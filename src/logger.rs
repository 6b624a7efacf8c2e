//! Logging initialization.
//!
//! The `LoggerManager` validates the logging configuration and installs the
//! global `tracing` subscriber with a console layer (stderr) and an optional
//! systemd journald layer. `RUST_LOG` overrides the configured level.

use std::io;

use thiserror::Error;
use tracing_subscriber::{fmt, prelude::*, util::TryInitError, EnvFilter, Layer};
use validator::{Validate, ValidationErrors};

use crate::{
    config::logger::{ConsoleConfig, LogFormat, LoggerConfig},
    print_info, print_warn,
};

/// Errors that can occur during logger configuration or initialization.
#[derive(Error, Debug)]
pub enum LoggerError {
    /// The global subscriber could not be installed, usually because one is
    /// already set.
    #[error("Logger initialization error: {0}")]
    InitializationError(#[from] TryInitError),

    /// Validation errors from the logger configuration struct.
    #[error("Logger configuration validation error: {0}")]
    ValidationError(#[from] ValidationErrors),

    /// IO error, typically while connecting to the journald socket.
    #[error("IO error: {0}")]
    IoError(#[from] io::Error),

    /// No output layers were successfully configured.
    #[error("No logging layers were configured or successfully initialized")]
    NoLayersConfigured,
}

type BoxedLayer = Box<dyn Layer<tracing_subscriber::Registry> + Send + Sync>;

/// Manages logging configuration and global subscriber initialization.
pub struct LoggerManager {
    config: LoggerConfig,
}

impl LoggerManager {
    /// Creates a new `LoggerManager` and validates the provided configuration.
    ///
    /// # Errors
    ///
    /// Returns `LoggerError::ValidationError` if configuration validation fails.
    pub fn new(config: LoggerConfig) -> Result<Self, LoggerError> {
        config.validate()?;

        Ok(LoggerManager { config })
    }

    /// Initializes the global `tracing` subscriber with configured layers.
    ///
    /// A journald failure is not fatal while the console layer is enabled.
    ///
    /// # Errors
    ///
    /// Returns an error if no layer could be created or a global subscriber is
    /// already installed.
    pub fn init(&self) -> Result<(), LoggerError> {
        let layers = self.build_layers()?;
        tracing_subscriber::registry().with(layers).try_init()?;
        Ok(())
    }

    fn build_layers(&self) -> Result<Vec<BoxedLayer>, LoggerError> {
        let mut layers = Vec::new();

        if let Some(console_config) = self.config.console.as_ref().filter(|c| c.enabled) {
            layers.push(Self::console_layer(console_config, self.filter()));
        }

        if let Some(journald_config) = self.config.journald.as_ref().filter(|j| j.enabled) {
            match tracing_journald::layer() {
                Ok(layer) => {
                    let layer = layer.with_syslog_identifier(journald_config.identifier.clone());
                    layers.push(layer.with_filter(self.filter()).boxed());
                    print_info!(
                        "Systemd journald logger initialized with identifier: {}",
                        journald_config.identifier
                    );
                }
                Err(e) if !layers.is_empty() => {
                    print_warn!("Failed to initialize systemd journald logger: {}", e);
                }
                Err(e) => return Err(e.into()),
            }
        }

        if layers.is_empty() {
            return Err(LoggerError::NoLayersConfigured);
        }
        Ok(layers)
    }

    fn filter(&self) -> EnvFilter {
        EnvFilter::try_from_default_env().unwrap_or_else(|_| EnvFilter::new(&self.config.level))
    }

    /// Constructs a console output layer writing to stderr.
    fn console_layer(config: &ConsoleConfig, filter: EnvFilter) -> BoxedLayer {
        let writer = io::stderr;
        match config.format {
            LogFormat::Json => fmt::layer()
                .json()
                .with_target(config.show_target)
                .with_ansi(config.ansi_colors)
                .with_writer(writer)
                .with_filter(filter)
                .boxed(),
            LogFormat::Pretty => fmt::layer()
                .pretty()
                .with_target(config.show_target)
                .with_ansi(config.ansi_colors)
                .with_writer(writer)
                .with_filter(filter)
                .boxed(),
            LogFormat::Compact => fmt::layer()
                .compact()
                .with_target(config.show_target)
                .with_ansi(config.ansi_colors)
                .with_writer(writer)
                .with_filter(filter)
                .boxed(),
        }
    }
}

*TASK INSTRUCTIONS*:
Each line of the listing is to be repeated exactly.

*EXERCISE RESULT*:
filename src/logger.rs
repository 6b624a7efacf8c2e
//! Logging initialization.
//!
//! The `LoggerManager` validates the logging configuration and installs the
//! global `tracing` subscriber with a console layer (stderr) and an optional
//! systemd journald layer. `RUST_LOG` overrides the configured level.

use std::io;

use thiserror::Error;
use tracing_subscriber::{fmt, prelude::*, util::TryInitError, EnvFilter, Layer};
use validator::{Validate, ValidationErrors};

use crate::{
    config::logger::{ConsoleConfig, LogFormat, LoggerConfig},
    print_info, print_warn,
};

/// Errors that can occur during logger configuration or initialization.
#[derive(Error, Debug)]
pub enum LoggerError {
    /// The global subscriber could not be installed, usually because one is
    /// already set.
    #[error("Logger initialization error: {0}")]
    InitializationError(#[from] TryInitError),

    /// Validation errors from the logger configuration struct.
    #[error("Logger configuration validation error: {0}")]
    ValidationError(#[from] ValidationErrors),

    /// IO error, typically while connecting to the journald socket.
    #[error("IO error: {0}")]
    IoError(#[from] io::Error),

    /// No output layers were successfully configured.
    #[error("No logging layers were configured or successfully initialized")]
    NoLayersConfigured,
}

type BoxedLayer = Box<dyn Layer<tracing_subscriber::Registry> + Send + Sync>;

/// Manages logging configuration and global subscriber initialization.
pub struct LoggerManager {
    config: LoggerConfig,
}

impl LoggerManager {
    /// Creates a new `LoggerManager` and validates the provided configuration.
    ///
    /// # Errors
    ///
    /// Returns `LoggerError::ValidationError` if configuration validation fails.
    pub fn new(config: LoggerConfig) -> Result<Self, LoggerError> {
        config.validate()?;

        Ok(LoggerManager { config })
    }

    /// Initializes the global `tracing` subscriber with configured layers.
    ///
    /// A journald failure is not fatal while the console layer is enabled.
    ///
    /// # Errors
    ///
    /// Returns an error if no layer could be created or a global subscriber is
    /// already installed.
    pub fn init(&self) -> Result<(), LoggerError> {
        let layers = self.build_layers()?;
        tracing_subscriber::registry().with(layers).try_init()?;
        Ok(())
    }

    fn build_layers(&self) -> Result<Vec<BoxedLayer>, LoggerError> {
        let mut layers = Vec::new();

        if let Some(console_config) = self.config.console.as_ref().filter(|c| c.enabled) {
            layers.push(Self::console_layer(console_config, self.filter()));
        }

        if let Some(journald_config) = self.config.journald.as_ref().filter(|j| j.enabled) {
            match tracing_journald::layer() {
                Ok(layer) => {
                    let layer = layer.with_syslog_identifier(journald_config.identifier.clone());
                    layers.push(layer.with_filter(self.filter()).boxed());
                    print_info!(
                        "Systemd journald logger initialized with identifier: {}",
                        journald_config.identifier
                    );
                }
                Err(e) if !layers.is_empty() => {
                    print_warn!("Failed to initialize systemd journald logger: {}", e);
                }
                Err(e) => return Err(e.into()),
            }
        }

        if layers.is_empty() {
            return Err(LoggerError::NoLayersConfigured);
        }
        Ok(layers)
    }

    fn filter(&self) -> EnvFilter {
        EnvFilter::try_from_default_env().unwrap_or_else(|_| EnvFilter::new(&self.config.level))
    }

    /// Constructs a console output layer writing to stderr.
    fn console_layer(config: &ConsoleConfig, filter: EnvFilter) -> BoxedLayer {
        let writer = io::stderr;
        match config.format {
            LogFormat::Json => fmt::layer()
                .json()
                .with_target(config.show_target)
                .with_ansi(config.ansi_colors)
                .with_writer(writer)
                .with_filter(filter)
                .boxed(),
            LogFormat::Pretty => fmt::layer()
                .pretty()
                .with_target(config.show_target)
                .with_ansi(config.ansi_colors)
                .with_writer(writer)
                .with_filter(filter)
                .boxed(),
            LogFormat::Compact => fmt::layer()
                .compact()
                .with_target(config.show_target)
                .with_ansi(config.ansi_colors)
                .with_writer(writer)
                .with_filter(filter)
                .boxed(),
        }
    }
}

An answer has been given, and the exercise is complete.